July 16, 2011
Osteopathic Physicians Support Reform of Over-the-Counter Medication Restrictions
CHICAGO, July 16, 2011 /PRNewswire-USNewswire/ -- Concerned over a rule in the Patient Protection and Affordable Care Act (PPACA) that requires a physician's prescription for patients to use their tax preferred accounts to purchase over-the-counter (OTC) medications, members of the American Osteopathic Association (AOA) House of Delegates voted in favor of repealing the section of the PPACA containing this new policy.
In order to use flexible spending accounts, health savings accounts, or other tax preferred accounts, patients much first obtain a prescription for items such as vitamins, nasal spray, and heartburn medication.
The Food and Drug Administration has determined that many OTC products are effective and safe for broad distribution and should not require a physician's prescription, so this new stipulation leaves many physicians concerned about the added step for patients and the additional stress on their already busy medical practices.
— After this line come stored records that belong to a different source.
//! App catalog resolution
//!
//! Produces the apps a user may pick. In debug mode the imported,
//! license-filtered apps are returned verbatim; otherwise the remote
//! catalog is fetched and filtered by [`DisplayPolicy`].

use std::sync::Arc;

use futures::future::join_all;
use serde::{Deserialize, Serialize};

use crate::api::{ApiFactory, AppCatalog, RequestOptions};
use crate::error::{DifyChatError, Result};
use crate::models::AppDescriptor;
use crate::overrides::LocalOverrideStore;
use crate::session::SessionConfig;

/// How catalog entries are judged usable
#[derive(Debug, Clone, Copy, Serialize, Deserialize, PartialEq, Eq, Default)]
#[serde(rename_all = "snake_case")]
pub enum ValidationStrategy {
    /// Trust the catalog's `isEnabled` flag
    #[default]
    EnabledFlag,
    /// Fetch parameters and site settings for every entry and disable the
    /// ones that fail; one round trip pair per app
    Full,
}

/// Which entries a listing keeps
#[derive(Debug, Clone, Copy, PartialEq, Eq)]
pub enum DisplayPolicy {
    /// Only entries with a truthy `isEnabled` (app switcher)
    SelectableOnly,
    /// Every entry; disabled ones are rendered greyed out (app list page)
    IncludeDisabled,
}

impl DisplayPolicy {
    fn keeps(self, app: &AppDescriptor) -> bool {
        match self {
            DisplayPolicy::SelectableOnly => app.is_enabled(),
            DisplayPolicy::IncludeDisabled => true,
        }
    }
}

/// Merges the remote catalog with debug-mode overrides
pub struct AppCatalogResolver {
    session: Arc<SessionConfig>,
    overrides: Arc<LocalOverrideStore>,
    catalog: Arc<dyn AppCatalog>,
    api_factory: Arc<dyn ApiFactory>,
    strategy: ValidationStrategy,
    user: String,
    gateway_base: String,
}

impl AppCatalogResolver {
    /// Create a resolver
    pub fn new(
        session: Arc<SessionConfig>,
        overrides: Arc<LocalOverrideStore>,
        catalog: Arc<dyn AppCatalog>,
        api_factory: Arc<dyn ApiFactory>,
        strategy: ValidationStrategy,
    ) -> Self {
        Self {
            session,
            overrides,
            catalog,
            api_factory,
            strategy,
            user: String::new(),
            gateway_base: String::new(),
        }
    }

    /// Identity and gateway used by the full validation strategy
    pub fn with_identity(mut self, user: impl Into<String>, gateway_base: impl Into<String>) -> Self {
        self.user = user.into();
        self.gateway_base = gateway_base.into();
        self
    }

    /// Active validation strategy
    pub fn strategy(&self) -> ValidationStrategy {
        self.strategy
    }

    /// Resolve the apps visible to the current user
    ///
    /// # Errors
    ///
    /// Returns the catalog error in normal mode; debug mode never fails.
    pub async fn resolve(&self, policy: DisplayPolicy) -> Result<Vec<AppDescriptor>> {
        if self.session.is_debug_mode() {
            return Ok(self.overrides.get_debug_apps().await);
        }

        let apps = self.catalog.fetch_apps().await?;
        let apps = match self.strategy {
            ValidationStrategy::EnabledFlag => apps,
            ValidationStrategy::Full => self.validate_all(apps).await,
        };

        let total = apps.len();
        let visible: Vec<_> = apps.into_iter().filter(|a| policy.keeps(a)).collect();
        tracing::debug!(total, visible = visible.len(), ?policy, "Resolved app catalog");
        Ok(visible)
    }

    /// Find one selectable app by id
    ///
    /// # Errors
    ///
    /// Returns [`DifyChatError::AppNotFound`] if the id is not selectable
    pub async fn find_app(&self, app_id: &str) -> Result<AppDescriptor> {
        self.resolve(DisplayPolicy::SelectableOnly)
            .await?
            .into_iter()
            .find(|a| a.id == app_id)
            .ok_or_else(|| DifyChatError::AppNotFound(app_id.to_string()).into())
    }

    async fn validate_all(&self, apps: Vec<AppDescriptor>) -> Vec<AppDescriptor> {
        let checks = apps.into_iter().map(|mut app| async move {
            let api = self.api_factory.create(RequestOptions::for_app(
                &self.user,
                &app,
                false,
                &self.gateway_base,
            ));
            let (parameters, site) =
                futures::join!(api.get_app_parameters(), api.get_app_site_setting());
            if let Err(e) = &site {
                tracing::debug!(app_id = %app.id, "Site settings unavailable: {:#}", e);
            }
            match parameters {
                Ok(_) => {
                    if app.is_enabled.is_none() {
                        app.is_enabled = Some(1);
                    }
                }
                Err(e) => {
                    tracing::warn!(app_id = %app.id, "Disabling app: {:#}", e);
                    app.is_enabled = Some(0);
                }
            }
            app
        });
        join_all(checks).await
    }
}

#[cfg(test)]
mod tests {
    use super::*;
    use crate::api::fake::{app, FakeApiFactory, FakeBackend, FakeCatalog, FakeManifests};
    use crate::storage::{KeyValueStore, MemoryStore, StorageKey};

    fn resolver(
        debug: bool,
        catalog: FakeCatalog,
        strategy: ValidationStrategy,
    ) -> (AppCatalogResolver, Arc<FakeCatalog>, Arc<FakeBackend>, Arc<MemoryStore>) {
        let local = Arc::new(MemoryStore::new());
        let session =
            Arc::new(SessionConfig::init(debug, false, Arc::new(MemoryStore::new())).unwrap());
        let backend = FakeBackend::new();
        let factory = Arc::new(FakeApiFactory::new(backend.clone()));
        let manifests = Arc::new(FakeManifests::default());
        let mut licensed = app("licensed");
        if let Some(info) = licensed.info.as_mut() {
            info.tags = vec!["teamX".into()];
        }
        *manifests.license.lock().unwrap() = Some(vec![licensed]);
        let overrides = Arc::new(LocalOverrideStore::new(
            session.clone(),
            local.clone(),
            manifests,
            factory.clone(),
        ));
        let catalog = Arc::new(catalog);
        let resolver = AppCatalogResolver::new(session, overrides, catalog.clone(), factory, strategy)
            .with_identity("me@example.com", "https://gw.example");
        (resolver, catalog, backend, local)
    }

    fn with_flag(id: &str, flag: Option<u8>) -> AppDescriptor {
        let mut a = app(id);
        a.is_enabled = flag;
        a
    }

    fn mixed_catalog() -> FakeCatalog {
        FakeCatalog::with_apps(vec![
            with_flag("on", Some(1)),
            with_flag("off", Some(0)),
            with_flag("unset", None),
        ])
    }

    #[tokio::test]
    async fn test_normal_mode_keeps_only_enabled_entries() {
        let (resolver, _, backend, _) = resolver(false, mixed_catalog(), ValidationStrategy::EnabledFlag);
        let apps = resolver.resolve(DisplayPolicy::SelectableOnly).await.unwrap();
        let ids: Vec<_> = apps.iter().map(|a| a.id.as_str()).collect();
        assert_eq!(ids, vec!["on"]);
        assert!(apps.iter().all(|a| a.is_enabled()));
        assert!(backend.calls().is_empty());
    }

    #[tokio::test]
    async fn test_include_disabled_policy_keeps_everything() {
        let (resolver, _, _, _) = resolver(false, mixed_catalog(), ValidationStrategy::EnabledFlag);
        let apps = resolver.resolve(DisplayPolicy::IncludeDisabled).await.unwrap();
        assert_eq!(apps.len(), 3);
        assert!(apps.iter().any(|a| a.is_disabled()));
    }

    #[tokio::test]
    async fn test_debug_mode_bypasses_catalog() {
        let (resolver, catalog, _, local) = resolver(true, mixed_catalog(), ValidationStrategy::EnabledFlag);
        local.set(StorageKey::DebugApps, "[]").unwrap();
        local.set(StorageKey::UserGroup, "teamX").unwrap();

        let apps = resolver.resolve(DisplayPolicy::SelectableOnly).await.unwrap();
        assert_eq!(apps.len(), 1);
        assert_eq!(apps[0].id, "licensed");
        assert_eq!(catalog.fetches(), 0);
    }

    #[tokio::test]
    async fn test_catalog_failure_propagates() {
        let (resolver, _, _, _) = resolver(false, FakeCatalog::failing(), ValidationStrategy::EnabledFlag);
        assert!(resolver.resolve(DisplayPolicy::SelectableOnly).await.is_err());
    }

    #[tokio::test]
    async fn test_full_validation_disables_failing_apps() {
        let (resolver, _, backend, _) = resolver(false, mixed_catalog(), ValidationStrategy::Full);
        backend.fail("parameters:https://gw.example/on");

        let apps = resolver.resolve(DisplayPolicy::IncludeDisabled).await.unwrap();
        let flag = |id: &str| apps.iter().find(|a| a.id == id).and_then(|a| a.is_enabled);
        assert_eq!(flag("on"), Some(0));
        assert_eq!(flag("off"), Some(0));
        assert_eq!(flag("unset"), Some(1));
        assert_eq!(backend.count("parameters:"), 3);
    }

    #[tokio::test]
    async fn test_find_app_reports_missing_id() {
        let (resolver, _, _, _) = resolver(false, mixed_catalog(), ValidationStrategy::EnabledFlag);
        assert_eq!(resolver.find_app("on").await.unwrap().id, "on");

        let err = resolver.find_app("off").await.unwrap_err();
        assert!(matches!(
            crate::error::classify(&err),
            Some(DifyChatError::AppNotFound(_))
        ));
    }
}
"This restriction is not only a time consuming step for the patient, but it also adds to a physician's already stretched patient load," says George Thomas, DO, chair of the AOA Bureau on Federal Health Programs. "Unfortunately, if a patient must make an appointment to receive a prescription from his or her physician, that is one less appointment available for a patient who might be seriously ill."
About the House of Delegates
The AOA's House of Delegates, comprised of more than 500 delegates representing osteopathic state medical associations, specialty societies, interns, residents and students from throughout the country, meets annually in July to set organizational policies and elect new officers.
About the American Osteopathic Association
The American Osteopathic Association (AOA) proudly represents its professional family of more than 78,000 osteopathic physicians (DOs); promotes public health; encourages scientific research; serves as the primary certifying body for DOs; is the accrediting agency for osteopathic medical schools; and has federal authority to accredit hospitals and other health care facilities. More information on DOs/osteopathic medicine can be found at www.osteopathic.org.